The Art of the (Better) Deal
Uh honey. I think I sorta cheated on you last night."
Those were about the first words I heard on Sunday morning.
(Sometime right after, "I hope you're up, because I'm turning onto your street" I knew something was amiss, because my fake husband is NEVER awake before 11 a.m., much less knocking on my door at that hour.)
And right away, you know no good can come of a conversation like this one.
First off, "think?"
You don't know?
Did you lose consciousness at some point?
Were you drugged?
Second, what does "sorta" mean?
Like, did you slip and fall?
Is "sorta" the adverb Clinton used when he disputed the use of the word "is?"
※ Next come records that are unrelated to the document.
//! Common utilities shared across the product gateway crates.

#![warn(clippy::pedantic)]

/// Module for JWT utilities (unverified parsing, size limits, temporal claims)
pub mod jwt;
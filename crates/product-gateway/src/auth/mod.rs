//! Authentication module for the product gateway.
//!
//! Validates bearer tokens issued by the identity provider against the keys
//! published at its JWKS endpoint.
//!
//! # Components
//!
//! - `claims` - Claims, validation context and the audience / issuer checks
//! - `jwks` - JWKS client for fetching and caching the provider's keys
//! - `certificate` - PEM formatting of `x5c` entries into verification keys
//! - `jwt` - Signature and temporal claim verification
//! - `gate` - The request-time pipeline tying the above together
//! - `error` - Failure taxonomy

pub mod certificate;
pub mod claims;
pub mod error;
pub mod gate;
pub mod jwks;
pub mod jwt;

pub use claims::{Claims, ValidationContext};
pub use error::AuthError;
pub use gate::{Gate, GateRejection, GateStage};
pub use jwks::{JwksClient, JwksOptions, KeySource};
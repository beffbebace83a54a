//! HTTP routes for the product gateway.
//!
//! Defines the Axum router and application state.

use crate::auth::{Gate, JwksClient, KeySource};
use crate::config::Config;
use crate::handlers;
use crate::middleware::{http_metrics_middleware, require_auth, AuthState};
use crate::services::ProductService;
use axum::{
    http::Method,
    middleware,
    routing::{get, post},
    Router,
};
use metrics_exporter_prometheus::PrometheusHandle;
use std::sync::Arc;
use std::time::Duration;
use tower_http::{
    cors::{AllowHeaders, Any, CorsLayer},
    services::ServeDir,
    timeout::TimeoutLayer,
    trace::TraceLayer,
};

/// Application state shared across all handlers.
#[derive(Clone)]
pub struct AppState {
    /// Service configuration.
    pub config: Config,

    /// JWKS client shared by the token gate and the readiness probe.
    pub jwks_client: Arc<JwksClient>,

    /// Downstream product operations.
    pub product_service: Arc<dyn ProductService>,
}

impl AppState {
    /// Build state from configuration, creating the JWKS client.
    pub fn new(config: Config, product_service: Arc<dyn ProductService>) -> Self {
        let jwks_client = Arc::new(JwksClient::with_options(
            config.jwks_url.clone(),
            config.jwks_options(),
        ));

        Self {
            config,
            jwks_client,
            product_service,
        }
    }
}

/// CORS policy: any origin, GET/POST, requested headers echoed back.
fn cors_layer() -> CorsLayer {
    CorsLayer::new()
        .allow_origin(Any)
        .allow_methods([Method::GET, Method::POST])
        .allow_headers(AllowHeaders::mirror_request())
}

/// Build the application routes.
///
/// Creates an Axum router with:
/// - `/` - Landing page from the views directory - public
/// - `/static/*` - Static assets - public
/// - `/status` - Liveness ("API is up and running") - public
/// - `/ready` - Readiness probe (JWKS loadable) - public
/// - `/metrics` - Prometheus metrics endpoint - public
/// - `/products` - Product listing - requires authentication
/// - `/products/:slug/feedback` - Feedback submission - requires authentication
/// - CORS, TraceLayer, 30 second request timeout and HTTP metrics on every route
pub fn build_routes(state: Arc<AppState>, metrics_handle: PrometheusHandle) -> Router {
    let key_source: Arc<dyn KeySource> = state.jwks_client.clone();
    let gate = Arc::new(Gate::new(
        Arc::new(state.config.validation_context()),
        key_source,
    ));
    let auth_state = Arc::new(AuthState { gate });

    // Public routes (no authentication required)
    let public_routes = Router::new()
        .route("/status", get(handlers::status_check))
        .route("/ready", get(handlers::readiness_check))
        .with_state(state.clone());

    let metrics_routes = Router::new()
        .route("/metrics", get(handlers::metrics_handler))
        .with_state(metrics_handle);

    let static_routes = Router::new()
        .route_service("/", ServeDir::new(&state.config.views_dir))
        .nest_service("/static", ServeDir::new(&state.config.static_dir));

    // Protected routes (authentication required). The auth layer sits on each
    // method router so a wrong method is answered 405 without a token.
    let auth = middleware::from_fn_with_state(auth_state, require_auth);
    let protected_routes = Router::new()
        .route(
            "/products",
            get(handlers::list_products).route_layer(auth.clone()),
        )
        .route(
            "/products/:slug/feedback",
            post(handlers::add_feedback).route_layer(auth),
        )
        .with_state(state);

    // Layer order (bottom-to-top execution):
    // 1. TimeoutLayer - Timeout the request (innermost)
    // 2. TraceLayer - Log request details
    // 3. CorsLayer - Answer preflights before routing
    // 4. http_metrics_middleware - Record ALL responses (outermost)
    public_routes
        .merge(metrics_routes)
        .merge(static_routes)
        .merge(protected_routes)
        .layer(TimeoutLayer::new(Duration::from_secs(30)))
        .layer(TraceLayer::new_for_http())
        .layer(cors_layer())
        .layer(middleware::from_fn(http_metrics_middleware))
}
//! Mock identity provider JWKS endpoint.

use crate::keys::{jwks_document, TestSigningKey};
use serde_json::Value;
use std::time::Duration;
use wiremock::matchers::{method, path};
use wiremock::{Mock, MockServer, ResponseTemplate};

/// Path the identity provider publishes its key set at.
pub const JWKS_PATH: &str = "/.well-known/jwks.json";

/// A wiremock server answering `GET /.well-known/jwks.json`.
///
/// The response can be swapped mid-test to simulate key rotation or an
/// outage. Requests are recorded so tests can count fetches; swapping the
/// response starts a fresh count.
pub struct TestJwksServer {
    mock_server: MockServer,
}

impl TestJwksServer {
    /// Start a server publishing `keys`.
    pub async fn start(keys: &[&TestSigningKey]) -> Self {
        Self::start_with_document(jwks_document(keys)).await
    }

    /// Start a server publishing an arbitrary JSON document.
    pub async fn start_with_document(document: Value) -> Self {
        let server = Self {
            mock_server: MockServer::start().await,
        };
        server.serve_document(document).await;
        server
    }

    /// Full URL of the JWKS document.
    pub fn jwks_url(&self) -> String {
        format!("{}{}", self.mock_server.uri(), JWKS_PATH)
    }

    /// Replace the published key set.
    pub async fn serve_keys(&self, keys: &[&TestSigningKey]) {
        self.serve_document(jwks_document(keys)).await;
    }

    /// Replace the response with an arbitrary JSON document.
    pub async fn serve_document(&self, document: Value) {
        self.mount(ResponseTemplate::new(200).set_body_json(document))
            .await;
    }

    /// Replace the response with a raw body (e.g. invalid JSON).
    pub async fn serve_raw(&self, body: &str) {
        self.mount(
            ResponseTemplate::new(200)
                .insert_header("content-type", "application/json")
                .set_body_string(body),
        )
        .await;
    }

    /// Replace the response with an empty body and the given status.
    pub async fn serve_status(&self, status: u16) {
        self.mount(ResponseTemplate::new(status)).await;
    }

    /// Publish `keys`, but only after `delay`.
    pub async fn serve_keys_slowly(&self, keys: &[&TestSigningKey], delay: Duration) {
        self.mount(
            ResponseTemplate::new(200)
                .set_body_json(jwks_document(keys))
                .set_delay(delay),
        )
        .await;
    }

    /// Number of JWKS requests received since the response was last set.
    pub async fn fetch_count(&self) -> usize {
        self.mock_server
            .received_requests()
            .await
            .map(|requests| {
                requests
                    .iter()
                    .filter(|request| request.url.path() == JWKS_PATH)
                    .count()
            })
            .unwrap_or(0)
    }

    async fn mount(&self, response: ResponseTemplate) {
        // Drops earlier mocks and the request journal
        self.mock_server.reset().await;
        Mock::given(method("GET"))
            .and(path(JWKS_PATH))
            .respond_with(response)
            .mount(&self.mock_server)
            .await;
    }
}
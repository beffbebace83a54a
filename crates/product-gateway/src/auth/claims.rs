//! JWT claims and the audience / issuer checks.
//!
//! Contains the claims extracted from validated JWTs, the immutable
//! `ValidationContext` built from configuration at startup, and the claim
//! validator that runs against the unverified claim mapping before any key is
//! fetched. The `sub` field is redacted in Debug output to prevent exposure
//! in logs.
//!
//! `Claims` is built from the verified claim mapping rather than deserialized
//! into fixed types: a correctly signed token is never rejected because a
//! claim the gate does not check has an unusual JSON shape.

use crate::auth::error::ClaimError;
use jsonwebtoken::Algorithm;
use serde::{Deserialize, Serialize};
use serde_json::{Map, Value};
use std::fmt;
use std::time::Duration;

/// Expected values every accepted token must carry.
///
/// Built once at startup and shared read-only across concurrent validations.
#[derive(Debug, Clone, PartialEq, Eq)]
pub struct ValidationContext {
    /// Value that must be present in the `aud` claim.
    pub audience: String,

    /// Value the `iss` claim must equal.
    pub issuer: String,

    /// The only signing algorithm accepted.
    pub algorithm: Algorithm,

    /// Leeway for `exp`/`nbf` and the allowed future distance of `iat`.
    pub clock_skew: Duration,
}

/// The `aud` claim: a single string or a list of strings.
#[derive(Debug, Clone, PartialEq, Eq, Serialize, Deserialize)]
#[serde(untagged)]
pub enum Audience {
    Single(String),
    Multiple(Vec<String>),
}

impl Audience {
    /// Whether `expected` is one of the audiences.
    pub fn contains(&self, expected: &str) -> bool {
        match self {
            Audience::Single(aud) => aud == expected,
            Audience::Multiple(auds) => auds.iter().any(|aud| aud == expected),
        }
    }
}

impl Audience {
    fn from_claim(aud: Option<Value>) -> Self {
        match aud {
            Some(Value::String(aud)) => Audience::Single(aud),
            Some(Value::Array(auds)) => Audience::Multiple(
                auds.into_iter()
                    .filter_map(|aud| match aud {
                        Value::String(aud) => Some(aud),
                        _ => None,
                    })
                    .collect(),
            ),
            _ => Audience::Multiple(Vec::new()),
        }
    }
}

/// Claims of a token that passed the gate.
///
/// The `sub` field contains user identifiers which should not be exposed in
/// logs. A custom Debug implementation redacts this field.
#[derive(Clone, Serialize)]
pub struct Claims {
    /// Subject (user or client id) - redacted in Debug output.
    pub sub: String,

    /// Issuer.
    pub iss: String,

    /// Audience(s).
    pub aud: Audience,

    /// Expiration timestamp (Unix epoch seconds).
    #[serde(default, skip_serializing_if = "Option::is_none")]
    pub exp: Option<i64>,

    /// Not-before timestamp (Unix epoch seconds).
    #[serde(default, skip_serializing_if = "Option::is_none")]
    pub nbf: Option<i64>,

    /// Issued-at timestamp (Unix epoch seconds).
    #[serde(default, skip_serializing_if = "Option::is_none")]
    pub iat: Option<i64>,

    /// Space-separated scopes granted to this token.
    #[serde(default, skip_serializing_if = "Option::is_none")]
    pub scope: Option<String>,
}

impl From<Map<String, Value>> for Claims {
    /// Lenient conversion:
    /// - non-string `sub` is rendered as JSON text
    /// - `exp`/`nbf`/`iat` accept fractional NumericDates (rounded) and
    ///   ignore non-numeric values
    /// - a `scope` list is joined with spaces
    /// - non-string `aud` entries are dropped
    fn from(mut claims: Map<String, Value>) -> Self {
        let sub = match claims.remove("sub") {
            Some(Value::String(sub)) => sub,
            Some(Value::Null) | None => String::new(),
            Some(other) => other.to_string(),
        };
        let iss = match claims.remove("iss") {
            Some(Value::String(iss)) => iss,
            _ => String::new(),
        };
        let scope = match claims.remove("scope") {
            Some(Value::String(scope)) => Some(scope),
            Some(Value::Array(scopes)) => Some(
                scopes
                    .iter()
                    .filter_map(Value::as_str)
                    .collect::<Vec<_>>()
                    .join(" "),
            ),
            _ => None,
        };

        Self {
            sub,
            iss,
            aud: Audience::from_claim(claims.remove("aud")),
            exp: numeric_date(claims.get("exp")),
            nbf: numeric_date(claims.get("nbf")),
            iat: numeric_date(claims.get("iat")),
            scope,
        }
    }
}

/// Read a NumericDate claim, rounding fractional seconds.
fn numeric_date(value: Option<&Value>) -> Option<i64> {
    let value = value?;
    value.as_i64().or_else(|| {
        value
            .as_f64()
            .filter(|secs| secs.is_finite())
            .map(|secs| secs.round() as i64)
    })
}

impl fmt::Debug for Claims {
    fn fmt(&self, f: &mut fmt::Formatter<'_>) -> fmt::Result {
        f.debug_struct("Claims")
            .field("sub", &"[REDACTED]")
            .field("iss", &self.iss)
            .field("aud", &self.aud)
            .field("exp", &self.exp)
            .field("nbf", &self.nbf)
            .field("iat", &self.iat)
            .field("scope", &self.scope)
            .finish()
    }
}

/// Check the audience and issuer claims of an (unverified) claim mapping.
///
/// Audience is checked first. A missing claim, or one of the wrong JSON type,
/// fails the corresponding check.
///
/// # Errors
///
/// - `ClaimError::InvalidAudience` - `aud` does not contain the expected value
/// - `ClaimError::InvalidIssuer` - `iss` is not exactly the expected value
pub fn validate_claims(
    claims: &Map<String, Value>,
    context: &ValidationContext,
) -> Result<(), ClaimError> {
    if !audience_matches(claims.get("aud"), &context.audience) {
        tracing::debug!(target: "gw.auth.claims", "Token audience does not match");
        return Err(ClaimError::InvalidAudience);
    }

    let issuer_ok = matches!(claims.get("iss"), Some(Value::String(iss)) if *iss == context.issuer);
    if !issuer_ok {
        tracing::debug!(target: "gw.auth.claims", "Token issuer does not match");
        return Err(ClaimError::InvalidIssuer);
    }

    Ok(())
}

fn audience_matches(aud: Option<&Value>, expected: &str) -> bool {
    match aud {
        Some(Value::String(aud)) => aud == expected,
        Some(Value::Array(auds)) => auds
            .iter()
            .any(|aud| matches!(aud, Value::String(s) if s == expected)),
        _ => false,
    }
}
Also, let's define "cheating."
And that's where it became clear that this was all pretty innocent.
Turns out, some girl had kissed him in a bar.
(That's his story, and he's sticking to it anyway - and it's the same version later provided by his brother who's actually unreliable, because he denied all when first quizzed).
I didn't probe far, beyond telling him it was tacky to kiss strangers in bars.
And that if he was going to try to better-deal me, in public, it'd better be with somebody impressive - because I hate to be pitied. C'mon, I'd at least like to be able to be take some pride in his conquests. I don't want to have to apologize for them.
In fact, the "confession" only came about at all because he'd been observed - by some of our mutual friends - at the bar in question.
Where they'd openly snubbed him after observing his shameless canoodling with this Other Woman.
My best guess is that their standoffishness might have had more to do with their desire to stay out of the line of fire than it did any real loyalty to me, but I still thought it was sweet.
So his first offer on Sunday was to buy brunch, though I told him he was probably going to need to call ahead for a line of credit - since I planned to eat enough to approximate whatever damage I felt he'd done to my reputation by kissing strange girls.
"ONE girl!!" he protested.
"Ohhhhnot when I get done," was my response.
For once, I found myself in the role of the Nice Girl.
The Injured Party.
I plan to make it last.
It's fair to say he and I handle things very differently.
I tend not to divulge such shenanigans in any detail - but there's usually nothing left to confess, because I almost always invite him along where ever I go.
I just assume (possibly naively - as has been suggested to me on more than one occasion) that if I love him, my dates should too.
What I think they sometimes miss is how much and for how long he's paid his dues - stepping up to duties no other man would ever take on. Trust me when I say nobody's lining up for his job. Nobody wants it.
At a minimum, he's earned squatter's rights.
He shows up every single place he's ever needed (doesn't matter if it's a wedding, a baby shower, bris, bar mitzvah, or funeral). He'll wear what he's told. He'll befriend anyone in the room (up to and including any prospective stalkers -his or mine? - doesn't matter).
His name has, in fact- in the last six months - been added to all the invitations that come to my house (just when I'd concluded I would be "Ms. Reeves and Guest" for the rest of my life).
And when I complained about this weekend's attempt to better-deal me, his perfect, halting response was, "well..the best I could hope for is a lateral move."
He's the man I never dreamed existed: a guy who goes out of his way to make my life easier.
How do I repay him? Well, one night last week I nagged him incessantly about something he wore (and selected himself) for the purely shallow reason that I figured I'd get blamed for it.
"He has much nicer things at home," I reassured everyone within hearing distance, followed by, "I did NOT pick this out."
When he brought it up the next day, I asked if I'd made him mad by constantly disavowing any connection to the prior evening's wardrobe choice. "Noooo," he sighed. "I'm mad at myself really."
Then, I almost felt like I was cheating on him last night when I was on the phone with another guy and started to tell him about my day. It just felt... wrong. Dirty, somehow. So I hung up, and called the spouse instead - who I knew I could count on for support laced with sarcasm.
Mainly, I wanted to whine about some mail I'd gotten that suggested I'm only interested in food and boys (after a series of 12 hour days that had left me with zero time or energy for either). After he'd reeled off a reassuring list that was a pretty close approximation of my resume, cataloging every civic, social, academic, and professional accomplishment I'd experienced since birth, he closed indignantly with, "And that's ridiculous anyway. You barely eat enough to keep a bird alive. But I bet if we could find a way to dip a boy in food. That might interest you."
I think I have what a lot of women probably secretly want: a model husband ...who doesn't mind if I date.